▶ WORK TASK
Using the entries below, copy out all lines where "struct" is found.

(Stored data)

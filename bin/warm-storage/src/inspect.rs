//! `inspect` subcommand

use clap::Args;
use serde::Serialize;
use std::path::PathBuf;
use warm_storage_primitives::{DataSetId, Epoch};
use warm_storage_service::{DataSet, ProvingStatus, ServiceState};

use crate::snapshot::load_state;

#[derive(Debug, Args)]
pub(crate) struct InspectArgs {
    /// Path to a JSON state snapshot
    #[arg(long, short = 's')]
    snapshot: PathBuf,

    /// JSON provider list used to migrate legacy snapshots
    #[arg(long)]
    registry: Option<PathBuf>,

    /// Data set to show, all data sets when omitted
    #[arg(long)]
    data_set: Option<DataSetId>,

    /// Epoch the proving status is evaluated at
    #[arg(long, default_value = "0")]
    epoch: Epoch,
}

#[derive(Debug, Serialize)]
struct DataSetReport<'a> {
    data_set: &'a DataSet,
    proving: Option<ProvingStatus>,
}

impl InspectArgs {
    pub(crate) fn run(self) -> eyre::Result<()> {
        let state = load_state(&self.snapshot, self.registry.as_deref())?;
        let reports = reports(&state, self.data_set, self.epoch)?;
        println!("{}", serde_json::to_string_pretty(&reports)?);
        Ok(())
    }
}

fn reports(
    state: &ServiceState,
    data_set_id: Option<DataSetId>,
    epoch: Epoch,
) -> eyre::Result<Vec<DataSetReport<'_>>> {
    match data_set_id {
        Some(id) => {
            let data_set =
                state.data_set(id).ok_or_else(|| eyre::eyre!("data set {id} not found"))?;
            Ok(vec![report(state, data_set, epoch)])
        }
        None => Ok(state.data_sets.values().map(|data_set| report(state, data_set, epoch)).collect()),
    }
}

fn report<'a>(state: &ServiceState, data_set: &'a DataSet, epoch: Epoch) -> DataSetReport<'a> {
    DataSetReport { data_set, proving: state.proving_status(data_set.id, epoch) }
}
//! Service configuration types

use alloy_primitives::{Address, U256};
use serde::{Deserialize, Serialize};
use thiserror::Error;

use crate::{
    TokenAmount,
    constants::{DEFAULT_LOCKUP_PERIOD, EPOCHS_PER_DAY, MAX_COMMISSION_BPS},
    token_amount,
};

/// Configuration errors
#[derive(Debug, Clone, PartialEq, Eq, Error)]
pub enum ConfigError {
    /// Challenge window must satisfy `0 < window < max_proving_period`
    #[error("Invalid challenge window size {window} for proving period {period}")]
    InvalidChallengeWindow {
        /// Requested proving period
        period: u64,
        /// Requested window size
        window: u64,
    },

    /// Commission above 100%
    #[error("Commission {0} bps exceeds maximum {MAX_COMMISSION_BPS}")]
    CommissionTooHigh(u16),

    /// A privileged address was left unset
    #[error("Address for {0} must be non-zero")]
    ZeroAddress(&'static str),

    /// Lockup period of zero epochs
    #[error("Lockup period must be non-zero")]
    ZeroLockupPeriod,

    /// Metadata limits of zero
    #[error("Metadata limit {0} must be non-zero")]
    ZeroMetadataLimit(&'static str),

    /// Price floor above the storage price of one TiB
    #[error("Minimum storage rate {minimum} exceeds storage price {price}")]
    PriceFloorTooHigh {
        /// Configured floor per month
        minimum: U256,
        /// Configured price per TiB per month
        price: U256,
    },
}

/// Proving period parameters
#[derive(Debug, Clone, Copy, PartialEq, Eq, Serialize, Deserialize)]
pub struct ProvingParams {
    /// Length of a proving period in epochs
    pub max_proving_period: u64,
    /// Trailing epochs of a period in which proofs are accepted
    pub challenge_window_size: u64,
}

impl ProvingParams {
    /// Create proving params
    pub const fn new(max_proving_period: u64, challenge_window_size: u64) -> Self {
        Self { max_proving_period, challenge_window_size }
    }

    /// Check `0 < challenge_window_size < max_proving_period`
    pub const fn validate(&self) -> Result<(), ConfigError> {
        if self.challenge_window_size == 0 || self.challenge_window_size >= self.max_proving_period
        {
            return Err(ConfigError::InvalidChallengeWindow {
                period: self.max_proving_period,
                window: self.challenge_window_size,
            });
        }
        Ok(())
    }
}

impl Default for ProvingParams {
    fn default() -> Self {
        Self::new(EPOCHS_PER_DAY, 60)
    }
}

/// Prices and fixed lockups, all in token base units
#[derive(Debug, Clone, PartialEq, Eq, Serialize, Deserialize)]
#[serde(default)]
pub struct PricingConfig {
    /// Storage price per TiB per month
    pub storage_price_per_tib_per_month: TokenAmount,
    /// CDN egress price per TiB
    pub cdn_egress_price_per_tib: TokenAmount,
    /// Cache-miss egress price per TiB
    pub cache_miss_egress_price_per_tib: TokenAmount,
    /// Floor applied to the storage rate, per month
    pub minimum_storage_rate_per_month: TokenAmount,
    /// Fixed lockup of a new CDN rail
    pub cdn_lockup_amount: TokenAmount,
    /// Fixed lockup of a new cache-miss rail
    pub cache_miss_lockup_amount: TokenAmount,
}

impl Default for PricingConfig {
    fn default() -> Self {
        Self {
            storage_price_per_tib_per_month: token_amount(2, 50),
            cdn_egress_price_per_tib: token_amount(0, 50),
            cache_miss_egress_price_per_tib: token_amount(0, 50),
            minimum_storage_rate_per_month: token_amount(0, 6),
            cdn_lockup_amount: token_amount(0, 70),
            cache_miss_lockup_amount: token_amount(0, 30),
        }
    }
}

impl PricingConfig {
    /// Check the floor does not exceed the price of a full TiB
    pub fn validate(&self) -> Result<(), ConfigError> {
        if self.minimum_storage_rate_per_month > self.storage_price_per_tib_per_month {
            return Err(ConfigError::PriceFloorTooHigh {
                minimum: self.minimum_storage_rate_per_month,
                price: self.storage_price_per_tib_per_month,
            });
        }
        Ok(())
    }
}

/// Bounds on metadata attached to data sets and pieces
#[derive(Debug, Clone, Copy, PartialEq, Eq, Serialize, Deserialize)]
#[serde(default)]
pub struct MetadataLimits {
    /// Maximum key length in bytes
    pub max_key_length: usize,
    /// Maximum value length in bytes
    pub max_value_length: usize,
    /// Maximum keys on a data set
    pub max_keys_per_data_set: usize,
    /// Maximum keys on a single piece
    pub max_keys_per_piece: usize,
}

impl Default for MetadataLimits {
    fn default() -> Self {
        Self {
            max_key_length: 32,
            max_value_length: 128,
            max_keys_per_data_set: 10,
            max_keys_per_piece: 5,
        }
    }
}

impl MetadataLimits {
    fn check_nonzero(&self) -> Result<(), ConfigError> {
        let checks = [
            (self.max_key_length, "max_key_length"),
            (self.max_value_length, "max_value_length"),
            (self.max_keys_per_data_set, "max_keys_per_data_set"),
            (self.max_keys_per_piece, "max_keys_per_piece"),
        ];
        match checks.iter().find(|(limit, _)| *limit == 0) {
            Some((_, name)) => Err(ConfigError::ZeroMetadataLimit(name)),
            None => Ok(()),
        }
    }
}

/// How a data set opts into the CDN add-on
#[derive(Debug, Clone, Copy, Default, PartialEq, Eq, Serialize, Deserialize)]
#[serde(rename_all = "kebab-case")]
pub enum CdnFlagMode {
    /// Presence of the `withCDN` metadata key
    #[default]
    MetadataKey,
    /// Dedicated boolean in the creation payload
    Field,
}

/// How the payer-scoped client data set id is chosen
#[derive(Debug, Clone, Copy, Default, PartialEq, Eq, Serialize, Deserialize)]
#[serde(rename_all = "kebab-case")]
pub enum ClientIdScheme {
    /// Sequential counter per payer
    PayerCounter,
    /// Nonce supplied by the payer in the creation payload
    #[default]
    ClientNonce,
}

/// Handling of provider change callbacks
#[derive(Debug, Clone, Copy, Default, PartialEq, Eq, Serialize, Deserialize)]
#[serde(rename_all = "kebab-case")]
pub enum ProviderChangePolicy {
    /// Every provider change is rejected
    #[default]
    Disabled,
    /// New provider must be registered and approved
    RegistryApproved,
}

/// Strategies that differ between service revisions
#[derive(Debug, Clone, Copy, Default, PartialEq, Eq, Serialize, Deserialize)]
#[serde(default)]
pub struct ServiceVersioning {
    /// CDN opt-in representation
    pub cdn_flag: CdnFlagMode,
    /// Client data set id source
    pub client_id_scheme: ClientIdScheme,
    /// Provider change callback handling
    pub provider_change: ProviderChangePolicy,
}

/// Typed-data signing domain
#[derive(Debug, Clone, PartialEq, Eq, Serialize, Deserialize)]
#[serde(default)]
pub struct DomainConfig {
    /// Domain name
    pub name: String,
    /// Domain version
    pub version: String,
    /// Chain id of the host chain
    pub chain_id: u64,
}

impl Default for DomainConfig {
    fn default() -> Self {
        Self { name: "FilecoinWarmStorageService".to_string(), version: "1".to_string(), chain_id: 314 }
    }
}

/// Full service configuration
#[derive(Debug, Clone, PartialEq, Eq, Serialize, Deserialize)]
#[serde(default)]
pub struct ServiceConfig {
    /// Address of this service; rail validator and typed-data verifying contract
    pub service_address: Address,
    /// Owner allowed to change configuration and provider approvals
    pub owner: Address,
    /// Proof verifier allowed to deliver callbacks
    pub pdp_verifier: Address,
    /// Payments ledger allowed to arbitrate and report terminations
    pub payments: Address,
    /// Payment token
    pub token: Address,
    /// Controller allowed to settle CDN usage
    pub cdn_controller: Address,
    /// Payee of CDN egress rails
    pub cdn_beneficiary: Address,
    /// Recipient of the service fee on every rail
    pub fee_recipient: Address,
    /// Commission snapshotted into new data sets
    pub commission_bps: u16,
    /// Lockup period of the storage rail
    pub lockup_period: u64,
    /// Proving period parameters
    pub proving: ProvingParams,
    /// Prices and lockups
    pub pricing: PricingConfig,
    /// Metadata bounds
    pub metadata: MetadataLimits,
    /// Revision strategies
    pub versioning: ServiceVersioning,
    /// Signing domain
    pub domain: DomainConfig,
}

impl Default for ServiceConfig {
    fn default() -> Self {
        Self {
            service_address: Address::ZERO,
            owner: Address::ZERO,
            pdp_verifier: Address::ZERO,
            payments: Address::ZERO,
            token: Address::ZERO,
            cdn_controller: Address::ZERO,
            cdn_beneficiary: Address::ZERO,
            fee_recipient: Address::ZERO,
            commission_bps: 0,
            lockup_period: DEFAULT_LOCKUP_PERIOD,
            proving: ProvingParams::default(),
            pricing: PricingConfig::default(),
            metadata: MetadataLimits::default(),
            versioning: ServiceVersioning::default(),
            domain: DomainConfig::default(),
        }
    }
}

impl ServiceConfig {
    /// Validate every bounded parameter
    pub fn validate(&self) -> Result<(), ConfigError> {
        let required = [
            (self.service_address, "service_address"),
            (self.owner, "owner"),
            (self.pdp_verifier, "pdp_verifier"),
            (self.payments, "payments"),
            (self.token, "token"),
        ];
        if let Some((_, name)) = required.iter().find(|(addr, _)| addr.is_zero()) {
            return Err(ConfigError::ZeroAddress(name));
        }
        if self.commission_bps > MAX_COMMISSION_BPS {
            return Err(ConfigError::CommissionTooHigh(self.commission_bps));
        }
        if self.lockup_period == 0 {
            return Err(ConfigError::ZeroLockupPeriod);
        }
        self.proving.validate()?;
        self.pricing.validate()?;
        self.metadata.check_nonzero()
    }
}

#[cfg(test)]
mod tests {
    use super::*;

    fn valid_config() -> ServiceConfig {
        ServiceConfig {
            service_address: Address::repeat_byte(0x10),
            owner: Address::repeat_byte(0x11),
            pdp_verifier: Address::repeat_byte(0x12),
            payments: Address::repeat_byte(0x13),
            token: Address::repeat_byte(0x14),
            ..Default::default()
        }
    }

    #[test]
    fn test_default_config_requires_addresses() {
        assert_eq!(
            ServiceConfig::default().validate(),
            Err(ConfigError::ZeroAddress("service_address"))
        );
        assert!(valid_config().validate().is_ok());
    }

    #[test]
    fn test_challenge_window_bounds() {
        assert!(ProvingParams::new(2880, 60).validate().is_ok());
        assert!(ProvingParams::new(2880, 0).validate().is_err());
        assert!(ProvingParams::new(2880, 2880).validate().is_err());
        assert!(ProvingParams::new(60, 59).validate().is_ok());
    }

    #[test]
    fn test_commission_bound() {
        let mut config = valid_config();
        config.commission_bps = 10_000;
        assert!(config.validate().is_ok());
        config.commission_bps = 10_001;
        assert_eq!(config.validate(), Err(ConfigError::CommissionTooHigh(10_001)));
    }

    #[test]
    fn test_toml_partial_config() {
        let raw = r#"
            service_address = "0x1010101010101010101010101010101010101010"
            owner = "0x1111111111111111111111111111111111111111"
            pdp_verifier = "0x1212121212121212121212121212121212121212"
            payments = "0x1313131313131313131313131313131313131313"
            token = "0x1414141414141414141414141414141414141414"
            commission_bps = 100

            [proving]
            max_proving_period = 240
            challenge_window_size = 20

            [versioning]
            client_id_scheme = "payer-counter"
        "#;
        let config: ServiceConfig = toml::from_str(raw).unwrap();
        assert_eq!(config.commission_bps, 100);
        assert_eq!(config.proving, ProvingParams::new(240, 20));
        assert_eq!(config.versioning.client_id_scheme, ClientIdScheme::PayerCounter);
        assert_eq!(config.versioning.cdn_flag, CdnFlagMode::MetadataKey);
        assert_eq!(config.metadata, MetadataLimits::default());
        assert!(config.validate().is_ok());
    }

    #[test]
    fn test_json_round_trip() {
        let config = valid_config();
        let json = serde_json::to_string(&config).unwrap();
        let decoded: ServiceConfig = serde_json::from_str(&json).unwrap();
        assert_eq!(decoded, config);
    }
}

▶ WRITTEN SOLUTION
pub(crate) struct InspectArgs {
struct DataSetReport<'a> {
pub struct ProvingParams {
pub struct PricingConfig {
pub struct MetadataLimits {
pub struct ServiceVersioning {
pub struct DomainConfig {
pub struct ServiceConfig {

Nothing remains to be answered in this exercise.